Colorectal cancer remains one of the most diagnosed and leading causes of cancer-related deaths worldwide. Patients with inflammatory bowel disease are at a higher risk for developing colorectal cancer than the general population. Several lines of evidence point to chronic inflammation of the colon as an important factor in the progression to colorectal cancer in inflammatory bowel disease (reviewed in ref.
1). However, the molecular basis of the association between inflammation and cancer remains poorly understood. Prolonged proinflammatory signaling and defective anti-inflammatory responses lead to a state of persistent inflammation. Inflammatory cells, particularly macrophages, produce soluble factors including cytokines, growth and angiogenic factors and matrix metalloproteinases, creating a microenvironment that supports proliferation, invasion and metastasis of transformed cells (
2,
3). Specific inactivation of the classical nuclear factor kappa B (NF-κB) activation pathway in colonic epithelial cells and macrophages reduces the formation of inflammation-associated colonic tumors in mice, suggesting that sustained NF-κB activation in either or both of these cells may provide a critical link between inflammation and cancer (
4,
5). Identifying molecular interactions leading to activation of NF-κB in colon tumors could therefore provide further understanding of tumor–stromal cell cross talk and the mechanisms underlying inflammation-based colon carcinogenesis.
The receptor for advanced glycation end products (RAGE) is a multiligand signaling receptor of the immunoglobulin superfamily implicated in inflammation and cancer among other pathologies (
6–
8). RAGE interaction with proinflammatory mediators such as S100 proteins and high-mobility group box 1 (HMGB1) leads to intracellular activation of NF-κB. RAGE promoter has NF-κB-binding sites (
9), and pathological accumulation of RAGE ligands enhances expression of the receptor thus ensuing a cycle of sustained NF-κB activation and prolonged cellular response (
10). RAGE binds multiple structurally diverse ligands and is considered a pattern recognition receptor, but the structural basis for RAGE binding to multiple ligands is not well understood. We identified a group of anionic N-glycans that contain an immunogenic carboxylate group unrelated to sialic or uronic acids (
11,
12). These carboxylated glycans appear to contain glutamic or aspartic acids probably linked to glucosamine of the sugar chain (
13). In normal tissues, carboxylated glycans show restricted expression on cells of myeloid lineage, especially macrophages and dendritic cells, and on endothelial cells and are recognized by HMGB1, S100A8/S100A9, S100A12 and annexin-1 (
11,
14,
15). RAGE is modified by carboxylated glycans and the glycans mediate binding of HMGB1 and S100A12 to RAGE (
14) and (G.Srikrishna and H.H.Freeze, unpublished results). In a mouse model of T cell-mediated colitis, we found upregulation of expression of RAGE and carboxylated glycan-binding lectins S100A8/A9 in secondary lymphoid organs and in colonic lamina propria early in inflammation. In this model, mAbGB3.1, an anti-carboxylated glycan antibody, blocked onset of colitis and reversed colitis in the early stage of disease by blocking NF-κB signaling (
16).
S100A8/A9 proteins, members of the EF-hand calcium-binding proteins secreted by neutrophils and activated monocytes (
17), function as heterodimers and induce activation of NF-κB (
18–
20). They are elevated in numerous conditions associated with inflammation, such as rheumatoid arthritis, cystic fibrosis and in inflammatory bowel disease (reviewed in refs
21–
23). In addition, strong upregulation of these proteins has also been found in many tumors (reviewed in ref.

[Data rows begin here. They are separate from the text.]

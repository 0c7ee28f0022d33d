use contquery_error::Result;

use crate::arrays::field::Row;
use crate::execution::{ExecutionContext, RowSource};

/// Emits a snapshot of a table's rows.
#[derive(Debug)]
pub struct PhysicalScan {
    rows: std::vec::IntoIter<Row>,
}

impl PhysicalScan {
    pub fn new(rows: Vec<Row>) -> Self {
        PhysicalScan {
            rows: rows.into_iter(),
        }
    }
}

impl RowSource for PhysicalScan {
    fn poll_next_row(&mut self, ctx: &ExecutionContext) -> Result<Option<Row>> {
        ctx.cancel.check()?;
        Ok(self.rows.next())
    }
}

21). Elevated expression of S100A8/A9 both in inflammation and in cancer suggests that they may play important roles in inflammation-induced cancers. RAGE and S100A8/A9 are coexpressed in tumors (
18,
24,
25) and are linked to downstream signaling in tumor cells and endothelial cells (
18,
25,
26). RAGE binds many S100 proteins, but whether it directly binds S100A8/A9 remains unanswered. More recent studies provide evidence that such interactions are likely (
25,
27).
In the present study, we tested the hypothesis that carboxylated glycans, RAGE and carboxylated glycan-binding proteins S100A8/A9 exert tumorigenic functions in the setting of inflammation. A recent report, published when this manuscript was in preparation, illustrates the importance of RAGE signaling in inflammation-mediated skin carcinogenesis (
28). We extend these findings and show that RAGE signaling also promotes the development of colitis-associated cancer (CAC). In addition, we demonstrate that carboxylated glycans mediate S100A8/A9 and RAGE binding and that these glycans promote receptor-mediated signaling, leading to the pathogenesis of CAC.